You need certification! - I totally agree, going to culinary school is a must.... that is if you want to make it big.


----------



## foodpump (Oct 10, 2005)

Chef Brah said:


> i was lucky to be assigned a chef who taught me a lot and went above and beyond and taught me how to make cakes and breads
> 
> i can do a lot on pan but breads and pastry is my weak area .
> 
> ...


Thats not quite the context I was talking about. If you are better than me, it will show, and nothing will stop you from becoming better than me. No issues with that, I don't get jealous of people with more talent than me.

However, if you imitate everything I've shown you, and work for someone else or yourself and under price me, or set up shop across the street from me, then you are my competition, and I only have myself to blame for putting in so much effort to show you things only to have it bite me back in the butt.
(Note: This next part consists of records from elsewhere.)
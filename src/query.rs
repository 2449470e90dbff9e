//! Query model.
//!
//! A [`Query`] captures one user submission: what kind of search to run,
//! which sources to search, and how the results should be exported. It is
//! built once per interaction, validated before the backend is invoked,
//! and discarded after the corresponding result is rendered.

use chrono::NaiveDate;
use regex::Regex;
use serde::{Deserialize, Serialize};
use std::sync::OnceLock;

use crate::error::{Result, ShellError};

/// Kind of literature search to forward to the backend.
#[derive(Debug, Clone, Copy, PartialEq, Eq, Serialize, Deserialize)]
#[serde(rename_all = "kebab-case")]
pub enum SearchKind {
    /// Search within journals (by ISSN), optionally refined by keywords
    Handsearch,
    /// For each seed paper, find the papers it cites
    SnowballBackward,
    /// For each seed paper, find the papers that cite it
    SnowballForward,
}

impl SearchKind {
    /// Human-readable label, used in reports and the web form.
    pub fn label(&self) -> &'static str {
        match self {
            SearchKind::Handsearch => "Handsearch",
            SearchKind::SnowballBackward => "Snowball-search (backward reference chasing)",
            SearchKind::SnowballForward => "Snowball-search (forward citation chasing)",
        }
    }
}

/// Export format selector. The shell only offers these two.
#[derive(Debug, Clone, Copy, PartialEq, Eq, Default, Serialize, Deserialize)]
#[serde(rename_all = "kebab-case")]
pub enum ExportFormat {
    /// Comma-separated values, header row plus one row per record
    #[default]
    Csv,
    /// Plain list, one line per record
    PlainList,
}

impl ExportFormat {
    /// File extension for the download artifact.
    pub fn extension(&self) -> &'static str {
        match self {
            ExportFormat::Csv => "csv",
            ExportFormat::PlainList => "txt",
        }
    }

    /// MIME type for the download response.
    pub fn mime(&self) -> &'static str {
        match self {
            ExportFormat::Csv => "text/csv; charset=utf-8",
            ExportFormat::PlainList => "text/plain; charset=utf-8",
        }
    }

    /// Value used in the web form and the `/export` URL.
    pub fn as_str(&self) -> &'static str {
        match self {
            ExportFormat::Csv => "csv",
            ExportFormat::PlainList => "plain-list",
        }
    }
}

/// One search submission. Immutable once handed to the shell.
#[derive(Debug, Clone, Serialize, Deserialize)]
pub struct Query {
    /// Kind of search
    pub kind: SearchKind,
    /// Search keywords (handsearch refinement; required non-empty there)
    #[serde(default)]
    pub keywords: Vec<String>,
    /// Source identifiers: journal ISSNs (handsearch) or seed DOIs (snowball)
    #[serde(default)]
    pub sources: Vec<String>,
    /// Fetch articles from this date onwards
    #[serde(default)]
    pub from_date: Option<NaiveDate>,
    /// Fetch articles up to this date
    #[serde(default)]
    pub until_date: Option<NaiveDate>,
    /// Requested export format
    #[serde(default)]
    pub format: ExportFormat,
}

impl Query {
    /// Create a handsearch query for the given ISSNs.
    pub fn handsearch(issns: Vec<String>) -> Self {
        Self {
            kind: SearchKind::Handsearch,
            keywords: Vec::new(),
            sources: issns,
            from_date: None,
            until_date: None,
            format: ExportFormat::default(),
        }
    }

    /// Create a snowball query for the given seed DOIs.
    pub fn snowball(dois: Vec<String>, forward: bool) -> Self {
        Self {
            kind: if forward {
                SearchKind::SnowballForward
            } else {
                SearchKind::SnowballBackward
            },
            keywords: Vec::new(),
            sources: dois,
            from_date: None,
            until_date: None,
            format: ExportFormat::default(),
        }
    }

    /// Set keywords (builder style).
    pub fn keywords(mut self, keywords: Vec<String>) -> Self {
        self.keywords = keywords;
        self
    }

    /// Set the date range (builder style).
    pub fn date_range(mut self, from: Option<NaiveDate>, until: Option<NaiveDate>) -> Self {
        self.from_date = from;
        self.until_date = until;
        self
    }

    /// Set the export format (builder style).
    pub fn format(mut self, format: ExportFormat) -> Self {
        self.format = format;
        self
    }

    /// Validate the query. Called by the shell before any backend call.
    ///
    /// # Errors
    ///
    /// Returns [`ShellError::InvalidQuery`] when keywords are empty for a
    /// handsearch, no sources are given, an ISSN or DOI is malformed, or
    /// the date range is inverted.
    pub fn validate(&self) -> Result<()> {
        match self.kind {
            SearchKind::Handsearch => {
                if self.keywords.iter().all(|k| k.trim().is_empty()) {
                    return Err(ShellError::InvalidQuery(
                        "search keywords must not be empty".to_string(),
                    ));
                }
                if self.sources.is_empty() {
                    return Err(ShellError::InvalidQuery(
                        "select at least one journal (ISSN) to search in".to_string(),
                    ));
                }
                for issn in &self.sources {
                    if !is_valid_issn(issn) {
                        return Err(ShellError::InvalidQuery(format!(
                            "'{issn}' is not a valid ISSN (expected NNNN-NNNC)"
                        )));
                    }
                }
            }
            SearchKind::SnowballBackward | SearchKind::SnowballForward => {
                if self.sources.is_empty() {
                    return Err(ShellError::InvalidQuery(
                        "enter at least one DOI to start from".to_string(),
                    ));
                }
                for doi in &self.sources {
                    if !is_valid_doi(doi) {
                        return Err(ShellError::InvalidQuery(format!(
                            "'{doi}' is not a valid DOI (expected 10.NNNN/...)"
                        )));
                    }
                }
            }
        }

        if let (Some(from), Some(until)) = (self.from_date, self.until_date) {
            if from > until {
                return Err(ShellError::InvalidQuery(format!(
                    "from-date {from} is after until-date {until}"
                )));
            }
        }

        Ok(())
    }
}

/// Split a comma-separated user input into trimmed, non-empty items.
///
/// The web form and the original app both take keywords and DOIs as a
/// single comma-separated text field.
pub fn split_comma_list(input: &str) -> Vec<String> {
    input
        .split(',')
        .map(|s| s.trim().to_string())
        .filter(|s| !s.is_empty())
        .collect()
}

fn issn_regex() -> &'static Regex {
    static RE: OnceLock<Regex> = OnceLock::new();
    RE.get_or_init(|| Regex::new(r"^\d{4}-\d{3}[\dxX]$").expect("literal ISSN pattern"))
}

fn doi_regex() -> &'static Regex {
    static RE: OnceLock<Regex> = OnceLock::new();
    RE.get_or_init(|| Regex::new(r"^10\.\d{4,9}/\S+$").expect("literal DOI pattern"))
}

/// Check ISSN shape (NNNN-NNNC, where C is a digit or X).
pub fn is_valid_issn(issn: &str) -> bool {
    issn_regex().is_match(issn.trim())
}

/// Check DOI shape (10.NNNN/suffix).
pub fn is_valid_doi(doi: &str) -> bool {
    doi_regex().is_match(doi.trim())
}
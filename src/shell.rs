//! The UI shell.
//!
//! One submission is one independent validate -> fetch -> outcome cycle.
//! The shell holds only the backend handle and immutable settings; no
//! state survives between submissions, so a failed cycle never poisons
//! the next one.

use std::sync::Arc;
use tracing::{info, warn};

use crate::backend::FetchBackend;
use crate::error::{Result, ShellError};
use crate::export::{self, ExportArtifact};
use crate::query::Query;
use crate::report;
use crate::results::ResultSet;

/// Outcome of one successful submission: everything the UI needs to
/// render a table, show the report, and offer the download.
#[derive(Debug)]
pub struct SearchOutcome {
    /// The query that produced this outcome
    pub query: Query,
    /// Fetched records, in backend order
    pub results: ResultSet,
    /// Plain-text search report
    pub report: String,
}

impl SearchOutcome {
    /// Serialize the results in the format the query selected.
    pub fn export(&self) -> Result<ExportArtifact> {
        export::export(&self.results, self.query.format, &self.query.keywords)
    }
}

/// Stateless request/render orchestrator over a fetch backend.
pub struct Shell {
    backend: Arc<dyn FetchBackend>,
    result_limit: Option<usize>,
}

impl Shell {
    /// Create a shell over the given backend.
    pub fn new(backend: Arc<dyn FetchBackend>, result_limit: Option<usize>) -> Self {
        Self {
            backend,
            result_limit,
        }
    }

    /// Run one submission.
    ///
    /// Validates the query before the backend is touched, enforces the
    /// result limit via a dry run when one is configured, then makes the
    /// single outbound fetch call.
    ///
    /// # Errors
    ///
    /// [`ShellError::InvalidQuery`] for rejected input (no backend call is
    /// made), [`ShellError::LimitExceeded`] when the dry run overshoots
    /// the limit, [`ShellError::EmptyResult`] for zero records, and
    /// [`ShellError::Fetch`] for backend failures.
    pub async fn submit(&self, query: Query) -> Result<SearchOutcome> {
        query.validate()?;

        info!(
            backend = self.backend.id(),
            kind = ?query.kind,
            sources = query.sources.len(),
            "Submitting search"
        );

        if let Some(limit) = self.result_limit {
            self.check_limit(&query, limit).await?;
        }

        let results = self.backend.fetch(&query).await?;

        if results.is_empty() {
            return Err(ShellError::EmptyResult);
        }

        info!(count = results.len(), "Search complete");
        let report = report::build(&query, results.len());

        Ok(SearchOutcome {
            query,
            results,
            report,
        })
    }

    /// Dry-run guard. Backends without dry-run support are fetched from
    /// directly; only a definite overshoot rejects the search.
    async fn check_limit(&self, query: &Query, limit: usize) -> Result<()> {
        match self.backend.dry_run(query).await {
            Ok(expected) if expected > limit => {
                warn!(expected, limit, "Search rejected by result limit");
                Err(ShellError::LimitExceeded { expected, limit })
            }
            Ok(_) => Ok(()),
            Err(crate::backend::FetchError::NotSupported) => Ok(()),
            Err(e) => Err(e.into()),
        }
    }
}
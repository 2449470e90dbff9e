//! The external fetch capability as a trait.
//!
//! All substantive work (citation retrieval, parsing, deduplication) lives
//! behind [`FetchBackend`]. The shell consumes it through a call-and-render
//! contract: one `fetch` per submission, plus an optional `dry_run` when a
//! result limit is configured. [`StubBackend`] is the in-process
//! implementation used by tests and offline demos.

use async_trait::async_trait;
use std::sync::atomic::{AtomicUsize, Ordering};
use std::sync::Mutex;
use thiserror::Error;

use crate::query::Query;
use crate::results::ResultSet;

/// Errors the external fetch capability can surface.
#[derive(Debug, Error)]
pub enum FetchError {
    /// Network or transport error reaching the backend
    #[error("network error: {0}")]
    Network(String),

    /// The backend call exceeded the bounded wait
    #[error("the backend did not respond within {0}s")]
    Timeout(u64),

    /// The backend answered with an error status
    #[error("backend error {status}: {message}")]
    Api {
        /// HTTP status code from the backend
        status: u16,
        /// Error message from the backend
        message: String,
    },

    /// The backend response could not be decoded
    #[error("malformed backend response: {0}")]
    Parse(String),

    /// The backend does not implement this operation (e.g. dry runs)
    #[error("operation not supported by this backend")]
    NotSupported,
}

/// External fetch capability consumed by the shell.
///
/// Implementations own everything the shell must not do: database access,
/// rate limiting, citation parsing, caching.
#[async_trait]
pub trait FetchBackend: Send + Sync {
    /// Short identifier for logs and reports (e.g. "remote", "stub").
    fn id(&self) -> &str;

    /// Execute the query and return the fetched records.
    async fn fetch(&self, query: &Query) -> Result<ResultSet, FetchError>;

    /// Estimate the result count without fetching. Backends that cannot
    /// estimate return [`FetchError::NotSupported`]; the shell then skips
    /// its result-limit guard.
    async fn dry_run(&self, _query: &Query) -> Result<usize, FetchError> {
        Err(FetchError::NotSupported)
    }
}

/// Scripted backend returning predefined responses.
///
/// Each queued response answers exactly one `fetch`; when the script is
/// exhausted the stub answers with an empty set. Calls are counted so
/// tests can assert that invalid queries never reach the backend.
#[derive(Default)]
pub struct StubBackend {
    script: Mutex<Vec<Result<ResultSet, FetchError>>>,
    dry_run_count: Mutex<Option<usize>>,
    fetch_calls: AtomicUsize,
    dry_run_calls: AtomicUsize,
}

impl StubBackend {
    /// Create an empty stub.
    pub fn new() -> Self {
        Self::default()
    }

    /// Queue a successful response.
    pub fn push_records(&self, set: ResultSet) {
        self.script
            .lock()
            .expect("stub script lock")
            .push(Ok(set));
    }

    /// Queue a failure.
    pub fn push_error(&self, err: FetchError) {
        self.script
            .lock()
            .expect("stub script lock")
            .push(Err(err));
    }

    /// Fix the count reported by `dry_run`.
    pub fn set_dry_run_count(&self, count: usize) {
        *self.dry_run_count.lock().expect("stub dry-run lock") = Some(count);
    }

    /// Number of `fetch` calls made so far.
    pub fn fetch_calls(&self) -> usize {
        self.fetch_calls.load(Ordering::SeqCst)
    }

    /// Number of `dry_run` calls made so far.
    pub fn dry_run_calls(&self) -> usize {
        self.dry_run_calls.load(Ordering::SeqCst)
    }
}

#[async_trait]
impl FetchBackend for StubBackend {
    fn id(&self) -> &str {
        "stub"
    }

    async fn fetch(&self, _query: &Query) -> Result<ResultSet, FetchError> {
        self.fetch_calls.fetch_add(1, Ordering::SeqCst);
        let mut script = self.script.lock().expect("stub script lock");
        if script.is_empty() {
            Ok(ResultSet::default())
        } else {
            script.remove(0)
        }
    }

    async fn dry_run(&self, _query: &Query) -> Result<usize, FetchError> {
        self.dry_run_calls.fetch_add(1, Ordering::SeqCst);
        match *self.dry_run_count.lock().expect("stub dry-run lock") {
            Some(count) => Ok(count),
            None => Err(FetchError::NotSupported),
        }
    }
}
O.T.O.H, if you have taken everything I've shown you, analyzed it, digested it, and applied that knowledge to what you are doing currently, which is not imitating my style, then I have taught you well, and I take pride in that fact.

My business motto is very simple, and it has served me well for over 20 years and two businesses, it goes like this:

If Johnny across the street is selling apples, I want to sell oranges. Neither of us are the competing for the same dollar, and we can both charge what is necessary to keep our respective businesses going.

Hope this clarifies things


----------



## cheflayne (Aug 21, 2004)

georgev said:


> You need certification! - I totally agree, going to culinary school is a must.... that is if you want to make it big.


Nobody told Thomas Keller.

Everyday on the job can be viewed as attending culinary school for the day. Not all education takes place in a formalized pay for environment.

I have nothing against culinary school. I graduated from one.

I have nothing against certifications. I have a few.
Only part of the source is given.